Perfume manufacturers must cope with the scarcity of precious supplies

This article is more than 10 years old
The raw ingredients in famous brands are vulnerable to political upheaval, changes in agricultural practices and natural disasters

The perfume industry is facing a major problem: maintaining constant levels of quality is crucial, but it is increasingly difficult to obtain a regular supply of all the necessary natural ingredients. Essential oils such as jasmine, rose, vetiver, ilang-ilang, iris, vanilla, sandalwood or lavender cannot be synthesised in the laboratory. But supplies are dwindling and need to be protected, in some cases by the perfume industry itself.

In 1987, for example, Chanel made an agreement to buy all the jasmine flowers produced by the Mul family, which has been the main source of the flowers in France for five generations. Jacques Polge, Chanel's top "nose" since 1978, made the decision when developers started trying to buy up land around Grasse, where the Muls cultivate three hectares of the precious plant.

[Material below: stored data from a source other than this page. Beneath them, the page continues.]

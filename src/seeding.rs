use super::*;
use rand::Rng;
use rand::SeedableRng;
use rand::distr::Distribution;
use rand::distr::weighted::WeightedIndex;
use rand::rngs::SmallRng;

/// Strategy for picking the k initial centroids.
///
/// Both strategies bind every centroid to a distinct source point index.
/// Neither claims global optimality of the final clustering: different seeds
/// may settle into different local optima.
#[derive(Debug, Clone, Copy, Default, PartialEq, Eq)]
pub enum Seeding {
    /// uniformly random without replacement
    #[default]
    Random,
    /// k-means++: weight by squared distance to the nearest chosen centroid
    PlusPlus,
}

impl Seeding {
    /// Picks k distinct point indices.
    pub fn indices(
        &self,
        dataset: &Dataset,
        k: usize,
        seed: u64,
    ) -> Result<Vec<usize>, BalanceError> {
        let balance = Balance::try_from((dataset.n(), k))?;
        let ref mut rng = SmallRng::seed_from_u64(seed);
        Ok(match self {
            Self::Random => rand::seq::index::sample(rng, balance.n(), balance.k()).into_vec(),
            Self::PlusPlus => Self::plusplus(dataset, balance.k(), rng),
        })
    }

    /// Picks k initial centroids, each a copy of a distinct point.
    pub fn centroids(
        &self,
        dataset: &Dataset,
        k: usize,
        seed: u64,
    ) -> Result<Vec<Point>, BalanceError> {
        Ok(self
            .indices(dataset, k, seed)?
            .into_iter()
            .map(|i| dataset.point(i).clone())
            .collect())
    }

    /// kmeans++ initialization
    /// 1. choose 1st centroid uniformly from the dataset
    /// 2. choose each next centroid with probability proportional to the
    ///    squared distance to its nearest chosen centroid
    /// 3. chosen indices carry zero weight, so they are never drawn twice
    fn plusplus(dataset: &Dataset, k: usize, rng: &mut SmallRng) -> Vec<usize> {
        use rayon::iter::IntoParallelRefIterator;
        use rayon::iter::ParallelIterator;
        let n = dataset.n();
        let mut potentials = vec![Energy::INFINITY; n];
        let mut chosen = Vec::with_capacity(k);
        while chosen.len() < k {
            let i = match chosen.is_empty() {
                true => rng.random_range(0..n),
                false => match WeightedIndex::new(potentials.iter()) {
                    Ok(weights) => weights.sample(rng),
                    Err(_) => Self::leftover(&chosen, n, rng),
                },
            };
            chosen.push(i);
            let x = dataset.point(i);
            potentials = dataset
                .points()
                .par_iter()
                .map(|p| p.distance(x))
                .collect::<Vec<Energy>>()
                .iter()
                .zip(potentials.iter())
                .map(|(d0, d1)| Energy::min(*d0, *d1))
                .collect::<Vec<Energy>>();
            chosen.iter().for_each(|&c| potentials[c] = 0.);
        }
        chosen
    }

    /// uniform draw among unchosen indices, used once every remaining point
    /// coincides with a chosen centroid
    fn leftover(chosen: &[usize], n: usize, rng: &mut SmallRng) -> usize {
        let remaining = (0..n).filter(|i| !chosen.contains(i)).collect::<Vec<_>>();
        remaining[rng.random_range(0..remaining.len())]
    }
}

#[cfg(test)]
mod tests {
    use super::*;
    use std::collections::HashSet;

    #[test]
    fn random_indices_are_distinct() {
        let dataset = Fixture::blobs(4, 10, 3, 7);
        for seed in 0..20 {
            let indices = Seeding::Random.indices(&dataset, 17, seed).unwrap();
            assert_eq!(indices.len(), 17);
            assert_eq!(indices.iter().collect::<HashSet<_>>().len(), 17);
            assert!(indices.iter().all(|&i| i < dataset.n()));
        }
    }
    #[test]
    fn plusplus_indices_are_distinct_with_duplicates() {
        let dataset = Dataset::try_from(vec![vec![1., 1.]; 6]).unwrap();
        for seed in 0..20 {
            let indices = Seeding::PlusPlus.indices(&dataset, 6, seed).unwrap();
            assert_eq!(indices.iter().collect::<HashSet<_>>().len(), 6);
        }
    }
    #[test]
    fn same_seed_same_centroids() {
        let dataset = Fixture::blobs(3, 8, 2, 1);
        for seeding in [Seeding::Random, Seeding::PlusPlus] {
            let a = seeding.centroids(&dataset, 5, 42).unwrap();
            let b = seeding.centroids(&dataset, 5, 42).unwrap();
            assert_eq!(a, b);
        }
    }
    #[test]
    fn centroids_are_points_of_the_dataset() {
        let dataset = Fixture::scenario();
        let centroids = Seeding::Random.centroids(&dataset, 2, 3).unwrap();
        assert!(centroids.iter().all(|c| dataset.points().contains(c)));
    }
    #[test]
    fn rejects_invalid_k() {
        let dataset = Fixture::scenario();
        assert!(matches!(
            Seeding::Random.indices(&dataset, 0, 0),
            Err(BalanceError::InvalidArgument(_))
        ));
        assert!(matches!(
            Seeding::PlusPlus.indices(&dataset, 6, 0),
            Err(BalanceError::InvalidArgument(_))
        ));
    }
}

The crop of fragrant white flowers – between 10 and 15 tonnes a year – is almost entirely used in Chanel No 5, the perfume created by Ernest Beaux in 1921 and now the world's biggest-selling fragrance. The smallest bottle (30ml) contains the equivalent of 1,000 buds. They are hand-picked in the morning to retain as much fragrance as possible, from August to October – and processed the same day.

The partnership between Chanel and the Mul family has since been extended to include Provence rose, iris, tuberose and an old variety of geranium. The factory located nearby is both a laboratory and a processing plant.

At Guerlain, a subsidiary of LVMH, the head perfumier Thierry Wasser was also responsible for starting jasmine production again in Calabria, Italy. "I spend about a quarter of my time in the fields, talking to growers," he says. His quest for new fragrances has taken him as far as the mountains near Kashan, Iran, in search of the Damascus rose, still grown there using traditional methods. It features in a new eau de parfum.

His work takes him to Tunisia too, to supervise the harvest of orange blossom, of which Guerlain distils 100 tonnes a year for its own use. Here too he sources bergamot, a favourite ingredient in his preparations.

Wasser has set aside a bottle of rose oil, which he considers the most remarkable of last year's harvest. It is the result of a perfect balance between dew and sunlight. Much as with the best wines, the raw materials of perfume are always changing, affected by the soil, sunlight, rainfall and temperature. Their price varies too, depending on crop yields.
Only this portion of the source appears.